_What the task asks_
Starting at the top of the data and ending with the line that holds "parameter list changes", transcribe each line exactly; include both ends.

_Collected data entries_
• • • • •

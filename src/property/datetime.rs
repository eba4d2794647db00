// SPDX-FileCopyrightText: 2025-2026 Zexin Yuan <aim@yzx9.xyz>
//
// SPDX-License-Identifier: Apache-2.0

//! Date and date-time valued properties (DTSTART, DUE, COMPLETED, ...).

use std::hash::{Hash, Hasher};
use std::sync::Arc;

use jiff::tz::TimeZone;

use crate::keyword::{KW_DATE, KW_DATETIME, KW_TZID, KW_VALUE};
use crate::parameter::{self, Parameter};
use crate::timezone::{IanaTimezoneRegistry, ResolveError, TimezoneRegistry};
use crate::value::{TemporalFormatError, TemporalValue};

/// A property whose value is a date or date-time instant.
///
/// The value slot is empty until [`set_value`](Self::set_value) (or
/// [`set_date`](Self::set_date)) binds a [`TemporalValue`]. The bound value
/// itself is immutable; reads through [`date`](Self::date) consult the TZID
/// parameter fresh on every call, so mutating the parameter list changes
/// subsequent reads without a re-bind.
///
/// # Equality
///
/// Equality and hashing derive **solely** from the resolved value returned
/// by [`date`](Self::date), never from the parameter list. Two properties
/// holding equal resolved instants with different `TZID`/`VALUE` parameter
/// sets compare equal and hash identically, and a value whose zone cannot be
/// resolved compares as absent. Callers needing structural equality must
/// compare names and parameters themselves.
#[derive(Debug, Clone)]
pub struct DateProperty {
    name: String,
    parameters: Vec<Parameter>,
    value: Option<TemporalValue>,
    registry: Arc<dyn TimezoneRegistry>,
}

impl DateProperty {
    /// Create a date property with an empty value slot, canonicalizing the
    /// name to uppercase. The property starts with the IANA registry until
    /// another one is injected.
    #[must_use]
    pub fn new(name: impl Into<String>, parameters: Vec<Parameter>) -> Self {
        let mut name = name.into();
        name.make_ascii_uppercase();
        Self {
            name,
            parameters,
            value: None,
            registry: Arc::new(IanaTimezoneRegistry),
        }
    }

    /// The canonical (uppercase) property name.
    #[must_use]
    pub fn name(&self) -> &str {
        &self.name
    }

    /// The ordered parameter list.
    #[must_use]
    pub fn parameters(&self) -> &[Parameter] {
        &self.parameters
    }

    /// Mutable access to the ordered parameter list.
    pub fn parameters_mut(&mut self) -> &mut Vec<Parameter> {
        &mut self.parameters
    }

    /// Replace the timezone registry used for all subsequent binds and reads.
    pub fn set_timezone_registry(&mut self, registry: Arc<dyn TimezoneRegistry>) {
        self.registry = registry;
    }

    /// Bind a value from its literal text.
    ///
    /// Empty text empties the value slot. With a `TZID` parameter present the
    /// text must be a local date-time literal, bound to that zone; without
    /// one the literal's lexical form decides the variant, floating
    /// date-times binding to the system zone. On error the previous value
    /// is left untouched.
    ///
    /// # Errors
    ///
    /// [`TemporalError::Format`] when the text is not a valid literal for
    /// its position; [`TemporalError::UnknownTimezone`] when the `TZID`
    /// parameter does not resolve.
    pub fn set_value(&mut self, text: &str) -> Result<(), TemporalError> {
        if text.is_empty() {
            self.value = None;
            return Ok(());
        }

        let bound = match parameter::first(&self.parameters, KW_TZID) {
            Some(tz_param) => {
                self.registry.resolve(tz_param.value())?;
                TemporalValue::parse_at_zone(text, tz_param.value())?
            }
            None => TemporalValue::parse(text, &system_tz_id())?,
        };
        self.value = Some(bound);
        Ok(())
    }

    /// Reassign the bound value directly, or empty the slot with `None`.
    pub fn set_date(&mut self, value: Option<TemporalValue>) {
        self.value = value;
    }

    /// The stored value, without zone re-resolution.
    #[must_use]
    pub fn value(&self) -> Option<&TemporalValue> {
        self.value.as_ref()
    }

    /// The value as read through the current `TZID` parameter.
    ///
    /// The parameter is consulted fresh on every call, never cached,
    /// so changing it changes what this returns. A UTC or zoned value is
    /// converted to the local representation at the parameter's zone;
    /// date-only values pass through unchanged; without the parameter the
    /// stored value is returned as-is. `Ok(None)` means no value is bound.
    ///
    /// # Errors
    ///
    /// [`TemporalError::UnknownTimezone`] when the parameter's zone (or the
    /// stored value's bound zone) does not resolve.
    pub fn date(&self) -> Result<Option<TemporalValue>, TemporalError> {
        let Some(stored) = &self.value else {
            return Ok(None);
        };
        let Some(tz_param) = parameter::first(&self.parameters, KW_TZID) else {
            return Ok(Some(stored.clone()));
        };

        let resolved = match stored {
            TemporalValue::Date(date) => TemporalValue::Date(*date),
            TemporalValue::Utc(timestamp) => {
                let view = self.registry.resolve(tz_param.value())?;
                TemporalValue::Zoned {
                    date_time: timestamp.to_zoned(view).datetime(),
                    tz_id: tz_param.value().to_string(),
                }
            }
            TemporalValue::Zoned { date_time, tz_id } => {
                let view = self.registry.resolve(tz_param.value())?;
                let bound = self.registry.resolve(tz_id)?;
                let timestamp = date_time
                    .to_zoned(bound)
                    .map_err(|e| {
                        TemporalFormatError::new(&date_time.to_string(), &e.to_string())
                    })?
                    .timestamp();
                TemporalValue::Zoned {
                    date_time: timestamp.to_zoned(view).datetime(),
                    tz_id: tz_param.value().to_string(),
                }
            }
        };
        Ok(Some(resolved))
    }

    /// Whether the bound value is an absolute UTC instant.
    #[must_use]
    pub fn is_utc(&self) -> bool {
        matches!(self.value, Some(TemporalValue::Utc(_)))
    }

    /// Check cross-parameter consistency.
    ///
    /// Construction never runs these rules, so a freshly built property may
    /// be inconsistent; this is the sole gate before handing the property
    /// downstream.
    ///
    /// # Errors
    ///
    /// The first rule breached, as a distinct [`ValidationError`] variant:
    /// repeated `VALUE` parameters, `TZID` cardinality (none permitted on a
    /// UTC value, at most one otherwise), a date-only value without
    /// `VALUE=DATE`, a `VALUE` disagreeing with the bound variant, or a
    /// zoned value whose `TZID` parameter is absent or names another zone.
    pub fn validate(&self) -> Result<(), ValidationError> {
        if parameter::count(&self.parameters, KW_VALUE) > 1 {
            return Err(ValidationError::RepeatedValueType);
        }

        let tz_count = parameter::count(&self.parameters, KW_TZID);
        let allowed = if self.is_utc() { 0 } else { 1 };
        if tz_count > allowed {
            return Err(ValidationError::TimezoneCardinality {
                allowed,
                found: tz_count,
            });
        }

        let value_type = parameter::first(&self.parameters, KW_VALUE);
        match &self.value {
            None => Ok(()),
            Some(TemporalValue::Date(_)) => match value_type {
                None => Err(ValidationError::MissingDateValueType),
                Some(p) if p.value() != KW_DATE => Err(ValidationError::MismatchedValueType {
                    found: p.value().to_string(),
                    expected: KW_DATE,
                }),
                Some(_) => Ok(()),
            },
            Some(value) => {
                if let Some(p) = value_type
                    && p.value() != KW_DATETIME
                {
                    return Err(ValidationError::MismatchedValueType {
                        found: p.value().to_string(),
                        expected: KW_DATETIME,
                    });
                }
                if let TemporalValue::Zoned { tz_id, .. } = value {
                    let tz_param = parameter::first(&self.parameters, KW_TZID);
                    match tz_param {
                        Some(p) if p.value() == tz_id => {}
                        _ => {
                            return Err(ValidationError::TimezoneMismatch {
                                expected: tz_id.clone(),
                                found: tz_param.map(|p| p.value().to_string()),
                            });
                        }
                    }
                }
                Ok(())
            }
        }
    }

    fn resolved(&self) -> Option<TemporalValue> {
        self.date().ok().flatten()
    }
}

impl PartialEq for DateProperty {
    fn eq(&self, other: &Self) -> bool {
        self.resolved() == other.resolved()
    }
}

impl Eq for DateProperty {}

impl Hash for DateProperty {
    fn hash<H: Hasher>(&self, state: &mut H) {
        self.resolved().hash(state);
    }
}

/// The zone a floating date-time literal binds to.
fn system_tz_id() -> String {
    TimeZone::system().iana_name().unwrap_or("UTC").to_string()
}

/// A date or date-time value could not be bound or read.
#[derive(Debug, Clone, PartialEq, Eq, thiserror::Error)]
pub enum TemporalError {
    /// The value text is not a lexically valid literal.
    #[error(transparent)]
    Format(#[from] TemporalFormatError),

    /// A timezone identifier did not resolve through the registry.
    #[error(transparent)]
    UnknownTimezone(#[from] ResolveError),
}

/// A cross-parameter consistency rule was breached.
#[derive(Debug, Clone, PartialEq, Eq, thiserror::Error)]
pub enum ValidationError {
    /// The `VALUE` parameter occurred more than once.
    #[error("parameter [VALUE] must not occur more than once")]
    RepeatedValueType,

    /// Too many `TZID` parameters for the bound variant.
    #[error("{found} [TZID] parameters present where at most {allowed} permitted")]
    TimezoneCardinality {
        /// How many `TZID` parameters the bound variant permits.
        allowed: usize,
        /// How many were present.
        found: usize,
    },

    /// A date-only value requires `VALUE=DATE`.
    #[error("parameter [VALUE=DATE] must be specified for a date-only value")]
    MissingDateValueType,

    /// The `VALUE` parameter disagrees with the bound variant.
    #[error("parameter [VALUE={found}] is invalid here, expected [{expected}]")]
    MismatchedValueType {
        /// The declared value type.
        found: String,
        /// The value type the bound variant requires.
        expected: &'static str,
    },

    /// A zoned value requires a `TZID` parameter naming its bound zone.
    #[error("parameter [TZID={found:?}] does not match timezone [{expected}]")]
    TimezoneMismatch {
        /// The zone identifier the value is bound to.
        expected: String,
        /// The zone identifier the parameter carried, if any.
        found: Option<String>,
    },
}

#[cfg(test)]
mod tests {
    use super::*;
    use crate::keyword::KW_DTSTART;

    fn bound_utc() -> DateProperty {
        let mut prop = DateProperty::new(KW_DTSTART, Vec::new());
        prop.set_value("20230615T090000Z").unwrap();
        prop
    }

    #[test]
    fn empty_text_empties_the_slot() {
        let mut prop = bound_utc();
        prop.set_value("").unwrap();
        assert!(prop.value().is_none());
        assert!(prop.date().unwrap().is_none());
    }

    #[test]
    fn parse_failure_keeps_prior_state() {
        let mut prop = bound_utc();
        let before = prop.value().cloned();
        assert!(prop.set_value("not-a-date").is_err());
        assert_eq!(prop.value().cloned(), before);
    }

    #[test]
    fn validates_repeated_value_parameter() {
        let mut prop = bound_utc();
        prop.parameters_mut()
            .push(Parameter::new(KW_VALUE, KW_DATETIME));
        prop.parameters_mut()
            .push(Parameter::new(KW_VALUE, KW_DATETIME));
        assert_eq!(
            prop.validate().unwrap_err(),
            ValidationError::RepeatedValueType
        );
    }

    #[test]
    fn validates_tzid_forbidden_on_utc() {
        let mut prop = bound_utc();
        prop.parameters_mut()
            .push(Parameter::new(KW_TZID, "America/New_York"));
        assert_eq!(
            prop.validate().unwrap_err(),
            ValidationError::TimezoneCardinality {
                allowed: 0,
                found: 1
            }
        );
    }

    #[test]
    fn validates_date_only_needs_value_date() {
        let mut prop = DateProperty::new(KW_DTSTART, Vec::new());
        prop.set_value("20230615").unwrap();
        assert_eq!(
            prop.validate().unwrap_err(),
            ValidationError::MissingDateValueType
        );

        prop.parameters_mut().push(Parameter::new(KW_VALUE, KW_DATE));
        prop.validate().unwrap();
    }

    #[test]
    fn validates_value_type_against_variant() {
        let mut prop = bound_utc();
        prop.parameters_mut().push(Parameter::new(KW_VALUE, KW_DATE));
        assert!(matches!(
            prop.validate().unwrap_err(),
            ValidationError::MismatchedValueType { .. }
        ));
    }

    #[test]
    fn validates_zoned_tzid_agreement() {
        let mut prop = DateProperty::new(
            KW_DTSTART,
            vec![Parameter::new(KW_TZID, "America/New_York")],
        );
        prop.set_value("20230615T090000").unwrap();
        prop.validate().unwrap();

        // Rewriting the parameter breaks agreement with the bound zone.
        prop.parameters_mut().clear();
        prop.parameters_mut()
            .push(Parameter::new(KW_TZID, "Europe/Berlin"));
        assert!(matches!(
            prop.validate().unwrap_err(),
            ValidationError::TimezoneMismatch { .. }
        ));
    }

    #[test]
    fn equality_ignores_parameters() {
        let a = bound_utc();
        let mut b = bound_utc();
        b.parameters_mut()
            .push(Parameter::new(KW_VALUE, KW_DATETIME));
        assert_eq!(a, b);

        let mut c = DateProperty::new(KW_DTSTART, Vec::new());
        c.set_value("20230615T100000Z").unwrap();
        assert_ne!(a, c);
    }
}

• • • • •

_Answer box_
filename src/property/datetime.rs
repository eba4d2794647db00
// SPDX-FileCopyrightText: 2025-2026 Zexin Yuan <aim@yzx9.xyz>
//
// SPDX-License-Identifier: Apache-2.0

//! Date and date-time valued properties (DTSTART, DUE, COMPLETED, ...).

use std::hash::{Hash, Hasher};
use std::sync::Arc;

use jiff::tz::TimeZone;

use crate::keyword::{KW_DATE, KW_DATETIME, KW_TZID, KW_VALUE};
use crate::parameter::{self, Parameter};
use crate::timezone::{IanaTimezoneRegistry, ResolveError, TimezoneRegistry};
use crate::value::{TemporalFormatError, TemporalValue};

/// A property whose value is a date or date-time instant.
///
/// The value slot is empty until [`set_value`](Self::set_value) (or
/// [`set_date`](Self::set_date)) binds a [`TemporalValue`]. The bound value
/// itself is immutable; reads through [`date`](Self::date) consult the TZID
/// parameter fresh on every call, so mutating the parameter list changes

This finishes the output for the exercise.